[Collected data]
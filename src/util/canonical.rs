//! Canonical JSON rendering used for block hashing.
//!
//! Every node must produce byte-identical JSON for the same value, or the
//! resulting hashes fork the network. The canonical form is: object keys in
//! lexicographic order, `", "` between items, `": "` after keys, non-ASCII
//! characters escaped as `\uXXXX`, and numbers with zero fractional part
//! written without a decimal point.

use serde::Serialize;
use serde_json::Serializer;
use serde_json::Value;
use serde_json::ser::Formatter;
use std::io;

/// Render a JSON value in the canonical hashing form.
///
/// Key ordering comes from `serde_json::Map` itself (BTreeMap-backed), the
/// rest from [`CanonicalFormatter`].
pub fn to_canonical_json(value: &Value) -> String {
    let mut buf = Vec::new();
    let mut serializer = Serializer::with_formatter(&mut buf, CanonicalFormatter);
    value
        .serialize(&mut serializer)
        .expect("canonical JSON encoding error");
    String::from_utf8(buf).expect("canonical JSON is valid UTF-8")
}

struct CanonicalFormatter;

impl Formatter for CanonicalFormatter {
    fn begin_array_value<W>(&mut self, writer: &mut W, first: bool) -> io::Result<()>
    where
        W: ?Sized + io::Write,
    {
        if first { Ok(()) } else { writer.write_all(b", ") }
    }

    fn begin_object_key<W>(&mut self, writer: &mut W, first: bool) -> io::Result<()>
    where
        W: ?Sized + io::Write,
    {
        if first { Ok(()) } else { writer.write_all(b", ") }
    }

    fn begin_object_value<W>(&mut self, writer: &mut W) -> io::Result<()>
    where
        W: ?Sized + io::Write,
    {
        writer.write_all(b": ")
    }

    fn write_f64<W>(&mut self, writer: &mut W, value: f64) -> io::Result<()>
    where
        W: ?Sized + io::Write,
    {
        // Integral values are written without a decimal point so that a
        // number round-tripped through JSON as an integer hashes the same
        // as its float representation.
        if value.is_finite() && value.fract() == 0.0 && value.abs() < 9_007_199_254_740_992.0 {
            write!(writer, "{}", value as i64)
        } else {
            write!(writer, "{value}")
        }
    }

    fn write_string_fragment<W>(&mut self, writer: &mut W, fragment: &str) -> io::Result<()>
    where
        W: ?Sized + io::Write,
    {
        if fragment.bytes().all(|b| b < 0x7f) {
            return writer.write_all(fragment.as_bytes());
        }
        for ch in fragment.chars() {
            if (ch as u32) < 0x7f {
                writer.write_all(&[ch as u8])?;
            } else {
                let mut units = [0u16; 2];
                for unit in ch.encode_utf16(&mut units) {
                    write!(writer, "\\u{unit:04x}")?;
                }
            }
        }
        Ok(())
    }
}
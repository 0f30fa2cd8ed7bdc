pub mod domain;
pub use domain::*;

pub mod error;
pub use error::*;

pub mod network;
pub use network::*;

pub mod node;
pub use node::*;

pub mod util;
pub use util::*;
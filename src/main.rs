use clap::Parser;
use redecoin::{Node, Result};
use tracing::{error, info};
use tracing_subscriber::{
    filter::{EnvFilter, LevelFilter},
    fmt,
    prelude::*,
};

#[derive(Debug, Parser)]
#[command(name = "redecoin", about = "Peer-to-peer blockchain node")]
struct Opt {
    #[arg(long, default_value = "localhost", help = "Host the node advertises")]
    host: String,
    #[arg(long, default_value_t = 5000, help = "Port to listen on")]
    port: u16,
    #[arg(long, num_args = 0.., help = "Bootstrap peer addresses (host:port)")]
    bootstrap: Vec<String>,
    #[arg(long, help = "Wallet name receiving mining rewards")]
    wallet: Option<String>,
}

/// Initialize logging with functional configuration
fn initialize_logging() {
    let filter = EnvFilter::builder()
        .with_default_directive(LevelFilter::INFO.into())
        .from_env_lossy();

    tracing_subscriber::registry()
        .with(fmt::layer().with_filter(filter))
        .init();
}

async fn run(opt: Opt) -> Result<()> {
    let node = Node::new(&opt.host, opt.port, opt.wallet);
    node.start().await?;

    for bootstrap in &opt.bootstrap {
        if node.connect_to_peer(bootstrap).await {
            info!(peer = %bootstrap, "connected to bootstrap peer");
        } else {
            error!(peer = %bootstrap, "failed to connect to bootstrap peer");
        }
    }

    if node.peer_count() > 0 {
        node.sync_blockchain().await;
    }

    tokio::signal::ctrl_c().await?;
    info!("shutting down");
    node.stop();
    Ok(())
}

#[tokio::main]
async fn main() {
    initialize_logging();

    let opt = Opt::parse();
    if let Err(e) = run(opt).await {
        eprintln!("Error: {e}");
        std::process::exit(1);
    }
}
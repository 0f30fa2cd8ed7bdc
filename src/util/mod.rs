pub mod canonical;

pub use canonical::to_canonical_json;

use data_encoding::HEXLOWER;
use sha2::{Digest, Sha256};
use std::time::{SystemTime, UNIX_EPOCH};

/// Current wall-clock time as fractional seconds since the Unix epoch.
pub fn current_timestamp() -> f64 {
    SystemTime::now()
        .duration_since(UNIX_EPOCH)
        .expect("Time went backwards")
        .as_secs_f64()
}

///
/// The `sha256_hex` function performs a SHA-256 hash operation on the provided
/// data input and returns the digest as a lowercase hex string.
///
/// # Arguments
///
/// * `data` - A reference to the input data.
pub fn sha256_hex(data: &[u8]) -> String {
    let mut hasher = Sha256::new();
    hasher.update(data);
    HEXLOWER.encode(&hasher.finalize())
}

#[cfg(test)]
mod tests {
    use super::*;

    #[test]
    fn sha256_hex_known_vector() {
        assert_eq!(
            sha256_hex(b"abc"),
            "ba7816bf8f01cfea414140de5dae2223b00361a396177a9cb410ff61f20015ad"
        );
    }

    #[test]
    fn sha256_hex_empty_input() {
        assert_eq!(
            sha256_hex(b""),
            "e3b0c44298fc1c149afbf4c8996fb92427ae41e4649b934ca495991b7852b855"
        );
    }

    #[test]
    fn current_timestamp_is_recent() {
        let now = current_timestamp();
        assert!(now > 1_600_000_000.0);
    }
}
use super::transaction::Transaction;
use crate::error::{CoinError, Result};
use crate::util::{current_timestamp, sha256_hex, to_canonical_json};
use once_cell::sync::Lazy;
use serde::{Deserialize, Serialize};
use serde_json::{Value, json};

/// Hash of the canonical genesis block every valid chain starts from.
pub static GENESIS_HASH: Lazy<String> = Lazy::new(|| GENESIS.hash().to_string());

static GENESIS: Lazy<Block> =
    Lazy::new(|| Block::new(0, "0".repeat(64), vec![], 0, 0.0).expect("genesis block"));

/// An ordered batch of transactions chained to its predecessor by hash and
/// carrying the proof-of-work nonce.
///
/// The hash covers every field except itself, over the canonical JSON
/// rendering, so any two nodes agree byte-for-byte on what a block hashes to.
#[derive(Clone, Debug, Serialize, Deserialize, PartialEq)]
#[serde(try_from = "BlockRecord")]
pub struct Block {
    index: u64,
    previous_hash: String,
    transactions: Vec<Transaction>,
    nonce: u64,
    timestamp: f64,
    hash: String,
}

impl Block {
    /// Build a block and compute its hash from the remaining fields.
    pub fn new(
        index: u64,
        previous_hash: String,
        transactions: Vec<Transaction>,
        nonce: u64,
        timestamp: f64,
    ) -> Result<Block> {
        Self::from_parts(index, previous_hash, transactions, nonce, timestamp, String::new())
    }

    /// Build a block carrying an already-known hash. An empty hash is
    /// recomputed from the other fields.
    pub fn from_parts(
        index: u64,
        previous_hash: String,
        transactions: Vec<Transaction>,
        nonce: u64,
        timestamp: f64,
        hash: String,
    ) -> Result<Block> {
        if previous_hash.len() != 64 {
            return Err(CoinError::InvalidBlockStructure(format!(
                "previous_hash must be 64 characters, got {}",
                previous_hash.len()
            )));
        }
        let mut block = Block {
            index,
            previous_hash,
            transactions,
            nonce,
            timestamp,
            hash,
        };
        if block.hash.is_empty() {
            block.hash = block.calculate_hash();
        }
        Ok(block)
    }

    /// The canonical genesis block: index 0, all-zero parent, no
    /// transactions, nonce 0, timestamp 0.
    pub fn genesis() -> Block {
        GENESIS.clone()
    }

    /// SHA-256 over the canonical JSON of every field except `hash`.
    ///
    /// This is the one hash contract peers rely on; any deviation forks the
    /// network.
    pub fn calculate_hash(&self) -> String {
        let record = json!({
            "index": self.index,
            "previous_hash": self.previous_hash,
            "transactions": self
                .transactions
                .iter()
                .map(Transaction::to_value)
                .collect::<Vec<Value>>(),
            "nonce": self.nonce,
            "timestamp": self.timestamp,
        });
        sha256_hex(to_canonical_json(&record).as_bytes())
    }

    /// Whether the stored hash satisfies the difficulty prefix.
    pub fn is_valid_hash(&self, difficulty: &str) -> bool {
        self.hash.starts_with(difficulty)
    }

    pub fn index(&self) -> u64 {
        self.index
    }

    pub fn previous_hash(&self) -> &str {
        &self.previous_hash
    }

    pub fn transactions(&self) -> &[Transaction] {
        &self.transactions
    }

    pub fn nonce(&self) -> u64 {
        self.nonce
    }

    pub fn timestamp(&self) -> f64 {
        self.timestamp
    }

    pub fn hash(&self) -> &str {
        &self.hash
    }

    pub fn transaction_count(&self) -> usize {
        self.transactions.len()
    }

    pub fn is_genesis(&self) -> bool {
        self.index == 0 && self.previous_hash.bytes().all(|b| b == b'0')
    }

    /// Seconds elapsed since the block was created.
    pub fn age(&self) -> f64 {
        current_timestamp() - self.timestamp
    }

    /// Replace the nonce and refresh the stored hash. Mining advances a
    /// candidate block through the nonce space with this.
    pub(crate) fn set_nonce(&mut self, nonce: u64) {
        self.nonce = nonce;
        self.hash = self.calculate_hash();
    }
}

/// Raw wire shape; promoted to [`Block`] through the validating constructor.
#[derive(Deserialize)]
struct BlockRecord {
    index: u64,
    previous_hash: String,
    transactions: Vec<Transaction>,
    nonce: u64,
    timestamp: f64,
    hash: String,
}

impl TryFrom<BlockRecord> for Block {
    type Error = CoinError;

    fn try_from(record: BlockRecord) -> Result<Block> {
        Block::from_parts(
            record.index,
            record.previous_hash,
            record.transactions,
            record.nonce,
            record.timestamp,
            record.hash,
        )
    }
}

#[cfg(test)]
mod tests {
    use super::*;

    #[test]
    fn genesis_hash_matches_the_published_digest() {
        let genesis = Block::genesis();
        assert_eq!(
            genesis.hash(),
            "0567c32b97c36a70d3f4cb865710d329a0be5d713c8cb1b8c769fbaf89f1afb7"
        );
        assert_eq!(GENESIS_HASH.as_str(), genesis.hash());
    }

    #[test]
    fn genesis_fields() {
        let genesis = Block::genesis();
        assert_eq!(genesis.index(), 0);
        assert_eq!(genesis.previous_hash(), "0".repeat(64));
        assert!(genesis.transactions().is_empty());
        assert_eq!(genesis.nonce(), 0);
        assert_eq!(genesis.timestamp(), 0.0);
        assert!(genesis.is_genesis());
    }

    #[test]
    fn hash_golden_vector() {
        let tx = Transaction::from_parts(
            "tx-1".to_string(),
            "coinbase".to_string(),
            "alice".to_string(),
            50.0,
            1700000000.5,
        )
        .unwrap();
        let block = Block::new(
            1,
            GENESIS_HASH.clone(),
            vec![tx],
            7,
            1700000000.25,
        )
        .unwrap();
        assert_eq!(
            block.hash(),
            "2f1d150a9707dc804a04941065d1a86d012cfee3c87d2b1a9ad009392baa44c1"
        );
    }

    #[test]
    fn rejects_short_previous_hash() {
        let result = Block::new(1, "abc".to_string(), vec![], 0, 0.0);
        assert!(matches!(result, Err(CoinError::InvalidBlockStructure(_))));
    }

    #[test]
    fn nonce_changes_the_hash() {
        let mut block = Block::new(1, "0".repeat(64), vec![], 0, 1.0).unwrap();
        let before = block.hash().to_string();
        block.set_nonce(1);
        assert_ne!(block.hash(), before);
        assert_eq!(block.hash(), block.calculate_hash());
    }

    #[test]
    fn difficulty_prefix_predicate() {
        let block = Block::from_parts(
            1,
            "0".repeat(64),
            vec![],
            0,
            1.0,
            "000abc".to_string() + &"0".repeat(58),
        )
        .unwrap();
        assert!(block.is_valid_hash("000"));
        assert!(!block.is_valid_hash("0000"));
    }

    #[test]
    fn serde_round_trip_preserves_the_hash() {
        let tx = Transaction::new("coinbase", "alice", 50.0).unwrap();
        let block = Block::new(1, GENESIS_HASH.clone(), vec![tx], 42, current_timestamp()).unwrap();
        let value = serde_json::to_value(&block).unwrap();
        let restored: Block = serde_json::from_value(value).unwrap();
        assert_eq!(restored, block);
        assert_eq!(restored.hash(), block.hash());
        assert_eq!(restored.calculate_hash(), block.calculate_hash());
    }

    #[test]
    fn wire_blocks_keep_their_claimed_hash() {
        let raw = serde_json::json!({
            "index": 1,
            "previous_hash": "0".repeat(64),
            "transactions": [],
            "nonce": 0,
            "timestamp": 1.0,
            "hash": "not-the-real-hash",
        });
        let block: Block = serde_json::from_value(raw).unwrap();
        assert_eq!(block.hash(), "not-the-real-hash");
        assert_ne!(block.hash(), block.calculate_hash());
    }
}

Work instruction: Write out again, exactly, the lines from the start of the entries up to and including the one with "pub fn to_canonical_json(value: &Value)". Nothing else belongs in the reply.

Reply:
filename src/util/canonical.rs
//! Canonical JSON rendering used for block hashing.
//!
//! Every node must produce byte-identical JSON for the same value, or the
//! resulting hashes fork the network. The canonical form is: object keys in
//! lexicographic order, `", "` between items, `": "` after keys, non-ASCII
//! characters escaped as `\uXXXX`, and numbers with zero fractional part
//! written without a decimal point.

use serde::Serialize;
use serde_json::Serializer;
use serde_json::Value;
use serde_json::ser::Formatter;
use std::io;

/// Render a JSON value in the canonical hashing form.
///
/// Key ordering comes from `serde_json::Map` itself (BTreeMap-backed), the
/// rest from [`CanonicalFormatter`].
pub fn to_canonical_json(value: &Value) -> String {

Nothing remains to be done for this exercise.